▶ What the task requires: Retype precisely the section of the data that starts at the line containing "if image.width() == 0" and runs to its final line, ends included.

++++

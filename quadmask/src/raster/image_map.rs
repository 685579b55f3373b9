//! Grayscale intensity grid
//!
//! `ImageMap` is the read-only single-channel raster the segmentation layer
//! scans. Every coordinate inside the grid holds exactly one 8-bit intensity
//! sample. Construction validates dimensions up front so that downstream
//! region arithmetic never meets an empty grid.

use image::{Rgba, RgbaImage};
use ndarray::Array2;
use thiserror::Error;

#[derive(Error, Debug, PartialEq, Eq)]
pub enum RasterError {
    #[error("Raster must have nonzero dimensions, got {0}x{1}")]
    EmptyGrid(u32, u32),

    #[error("Buffer holds {actual} samples but {width}x{height} requires {expected}")]
    BufferSizeMismatch {
        width: u32,
        height: u32,
        expected: usize,
        actual: usize,
    },
}

/// Rec. 601 luminance of an RGBA pixel, rounded to the nearest level.
///
/// This is the color-to-gray reduction used everywhere a multi-channel
/// buffer collapses to one plane: before edge filtering, when deriving a
/// segmentation grid, and for the gray border constant of a fixed-value
/// border.
///
/// # Examples
///
/// ```rust
/// use image::Rgba;
/// use quadmask::raster::luminance;
///
/// assert_eq!(luminance(Rgba([255, 255, 255, 255])), 255);
/// assert_eq!(luminance(Rgba([255, 0, 0, 255])), 76);
/// ```
pub fn luminance(pixel: Rgba<u8>) -> u8 {
    let [r, g, b, _] = pixel.0;
    (0.299 * f64::from(r) + 0.587 * f64::from(g) + 0.114 * f64::from(b)).round() as u8
}

/// A validated grayscale intensity grid.
///
/// Samples are stored row-major as an `Array2<u8>` with shape
/// `(height, width)`. The grid is immutable after construction; the
/// segmentation layer borrows it for lookup and never owns it.
#[derive(Debug, Clone, PartialEq, Eq)]
pub struct ImageMap {
    data: Array2<u8>,
}

impl ImageMap {
    /// Wrap an existing intensity array.
    ///
    /// # Arguments
    /// * `data` - Samples with shape `(height, width)`
    ///
    /// # Returns
    /// * The wrapped grid, or `RasterError::EmptyGrid` if either dimension
    ///   is zero
    pub fn from_array(data: Array2<u8>) -> Result<Self, RasterError> {
        let (height, width) = data.dim();
        if width == 0 || height == 0 {
            return Err(RasterError::EmptyGrid(width as u32, height as u32));
        }
        Ok(Self { data })
    }

    /// Build a grid from a row-major sample buffer.
    ///
    /// # Arguments
    /// * `width` - Grid width in samples
    /// * `height` - Grid height in samples
    /// * `samples` - Row-major intensity values, length `width * height`
    ///
    /// # Examples
    ///
    /// ```rust
    /// use quadmask::raster::ImageMap;
    ///
    /// let map = ImageMap::from_raw(2, 2, vec![0, 50, 100, 150]).unwrap();
    /// assert_eq!(map.gray(1, 1), 150);
    /// ```
    pub fn from_raw(width: u32, height: u32, samples: Vec<u8>) -> Result<Self, RasterError> {
        if width == 0 || height == 0 {
            return Err(RasterError::EmptyGrid(width, height));
        }
        let expected = width as usize * height as usize;
        if samples.len() != expected {
            return Err(RasterError::BufferSizeMismatch {
                width,
                height,
                expected,
                actual: samples.len(),
            });
        }
        let data = Array2::from_shape_vec((height as usize, width as usize), samples)
            .map_err(|_| RasterError::EmptyGrid(width, height))?;
        Ok(Self { data })
    }

    /// Derive a grid from a color image by luminance reduction.
    pub fn from_rgba(image: &RgbaImage) -> Result<Self, RasterError> {
        if image.width() == 0 || image.height() == 0 {
            return Err(RasterError::EmptyGrid(image.width(), image.height()));
        }
        let data = Array2::from_shape_fn(
            (image.height() as usize, image.width() as usize),
            |(y, x)| luminance(*image.get_pixel(x as u32, y as u32)),
        );
        Ok(Self { data })
    }

    /// Build a grid by evaluating `f(x, y)` at every coordinate.
    pub fn from_fn<F>(width: u32, height: u32, f: F) -> Result<Self, RasterError>
    where
        F: Fn(u32, u32) -> u8,
    {
        if width == 0 || height == 0 {
            return Err(RasterError::EmptyGrid(width, height));
        }
        let data = Array2::from_shape_fn((height as usize, width as usize), |(y, x)| {
            f(x as u32, y as u32)
        });
        Ok(Self { data })
    }

    /// Grid width in samples (always nonzero).
    pub fn width(&self) -> u32 {
        self.data.ncols() as u32
    }

    /// Grid height in samples (always nonzero).
    pub fn height(&self) -> u32 {
        self.data.nrows() as u32
    }

    /// Intensity at `(x, y)`.
    ///
    /// Panics if the coordinate lies outside the grid; callers scan inside
    /// validated region bounds.
    pub fn gray(&self, x: u32, y: u32) -> u8 {
        self.data[[y as usize, x as usize]]
    }

    /// Checked intensity lookup.
    pub fn get(&self, x: u32, y: u32) -> Option<u8> {
        self.data.get([y as usize, x as usize]).copied()
    }

    /// The underlying sample array, shape `(height, width)`.
    pub fn as_array(&self) -> &Array2<u8> {
        &self.data
    }
}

++++

▶ Exercise solution:
        if image.width() == 0 || image.height() == 0 {
            return Err(RasterError::EmptyGrid(image.width(), image.height()));
        }
        let data = Array2::from_shape_fn(
            (image.height() as usize, image.width() as usize),
            |(y, x)| luminance(*image.get_pixel(x as u32, y as u32)),
        );
        Ok(Self { data })
    }

    /// Build a grid by evaluating `f(x, y)` at every coordinate.
    pub fn from_fn<F>(width: u32, height: u32, f: F) -> Result<Self, RasterError>
    where
        F: Fn(u32, u32) -> u8,
    {
        if width == 0 || height == 0 {
            return Err(RasterError::EmptyGrid(width, height));
        }
        let data = Array2::from_shape_fn((height as usize, width as usize), |(y, x)| {
            f(x as u32, y as u32)
        });
        Ok(Self { data })
    }

    /// Grid width in samples (always nonzero).
    pub fn width(&self) -> u32 {
        self.data.ncols() as u32
    }

    /// Grid height in samples (always nonzero).
    pub fn height(&self) -> u32 {
        self.data.nrows() as u32
    }

    /// Intensity at `(x, y)`.
    ///
    /// Panics if the coordinate lies outside the grid; callers scan inside
    /// validated region bounds.
    pub fn gray(&self, x: u32, y: u32) -> u8 {
        self.data[[y as usize, x as usize]]
    }

    /// Checked intensity lookup.
    pub fn get(&self, x: u32, y: u32) -> Option<u8> {
        self.data.get([y as usize, x as usize]).copied()
    }

    /// The underlying sample array, shape `(height, width)`.
    pub fn as_array(&self) -> &Array2<u8> {
        &self.data
    }
}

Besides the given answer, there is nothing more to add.